Work required: The line containing "use thiserror::Error;" marks the end: write out exactly every line from the first line of the data below through that line, and only those.

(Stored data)
● ● ●

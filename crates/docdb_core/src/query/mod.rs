//! Query parsing and matching: turning a `db.C.op(...)` string into a
//! structured [`Operation`], and evaluating MongoDB-flavoured selectors
//! against documents.

mod matcher;
mod operation;
mod parser;

pub use matcher::{matches, matches_equality};
pub use operation::Operation;
pub use parser::{parse, split_statements};
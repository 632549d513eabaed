//! Error types for storage operations.

use std::io;
use thiserror::Error;

/// Result type for storage operations.
pub type StorageResult<T> = Result<T, StorageError>;

/// Errors that can occur during storage operations.
#[derive(Debug, Error)]
pub enum StorageError {
    /// An I/O error occurred.
    #[error("I/O error: {0}")]
    Io(#[from] io::Error),

    /// A stored JSON file failed to parse.
    #[error("JSON error: {0}")]
    Json(#[from] serde_json::Error),

    /// The requested path does not exist.
    #[error("not found: {0}")]
    NotFound(String),

    /// The requested path already exists.
    #[error("already exists: {0}")]
    AlreadyExists(String),

    /// A name failed validation (did not start with a letter, or contained
    /// characters outside letters, digits and underscore).
    #[error("invalid name: {0}")]
    InvalidName(String),
}
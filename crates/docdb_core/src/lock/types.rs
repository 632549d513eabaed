//! Lock table value types.

use crate::transaction::IsolationLevel;
use crate::types::TransactionId;
use serde::{Deserialize, Serialize};
use std::fmt;
use std::time::Instant;

/// The mode a lock is held or requested in.
#[derive(Debug, Clone, Copy, PartialEq, Eq, Serialize, Deserialize)]
#[serde(rename_all = "snake_case")]
pub enum LockMode {
    /// Shared lock; multiple same-txn readers are fine, writers block.
    Read,
    /// Exclusive lock; at most one holder.
    Write,
}

impl fmt::Display for LockMode {
    fn fmt(&self, f: &mut fmt::Formatter<'_>) -> fmt::Result {
        let s = match self {
            Self::Read => "read",
            Self::Write => "write",
        };
        write!(f, "{s}")
    }
}

/// Identifies the resource a lock protects: one document within one
/// collection within one database.
#[derive(Debug, Clone, PartialEq, Eq, Hash, Serialize, Deserialize)]
pub struct LockKey {
    /// Database name.
    pub db: String,
    /// Collection name.
    pub collection: String,
    /// Document id.
    pub doc_id: String,
}

impl LockKey {
    /// Builds a new lock key.
    pub fn new(db: impl Into<String>, collection: impl Into<String>, doc_id: impl Into<String>) -> Self {
        Self {
            db: db.into(),
            collection: collection.into(),
            doc_id: doc_id.into(),
        }
    }
}

impl fmt::Display for LockKey {
    fn fmt(&self, f: &mut fmt::Formatter<'_>) -> fmt::Result {
        write!(f, "{}/{}/{}", self.db, self.collection, self.doc_id)
    }
}

/// The lock table entry for a currently-held lock.
#[derive(Debug, Clone)]
pub struct HeldLock {
    /// Lock mode held.
    pub mode: LockMode,
    /// Holding transaction.
    pub txn: TransactionId,
    /// When the lock was granted.
    pub acquired_at: Instant,
    /// Isolation level the holder requested.
    pub isolation: IsolationLevel,
}

/// A queued request for a lock that could not be granted immediately.
#[derive(Debug, Clone)]
pub struct Waiter {
    /// Waiting transaction.
    pub txn: TransactionId,
    /// Mode requested.
    pub mode: LockMode,
    /// When the wait began, used to prune stale waiters (§4.1).
    pub enqueued_at: Instant,
}
//! Pessimistic lock manager with wait-for-graph deadlock detection.
//!
//! Locks are granted on `(db, collection, doc_id)` keys in one of two modes,
//! shared (`READ`) or exclusive (`WRITE`). Unlike a blocking lock manager,
//! `acquire` never suspends the caller: a contended acquire either grants
//! immediately, is refused with "Deadlock detected", or is queued and
//! reported as `(false, "waiting")` for the caller to handle (§5).

mod manager;
mod types;

pub use manager::LockManager;
pub use types::{HeldLock, LockKey, LockMode, Waiter};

● ● ●

Output of the task:
filename crates/docdb_core/src/query/mod.rs
//! Query parsing and matching: turning a `db.C.op(...)` string into a
//! structured [`Operation`], and evaluating MongoDB-flavoured selectors
//! against documents.

mod matcher;
mod operation;
mod parser;

pub use matcher::{matches, matches_equality};
pub use operation::Operation;
pub use parser::{parse, split_statements};
repository 632549d513eabaed
//! Error types for storage operations.

use std::io;
use thiserror::Error;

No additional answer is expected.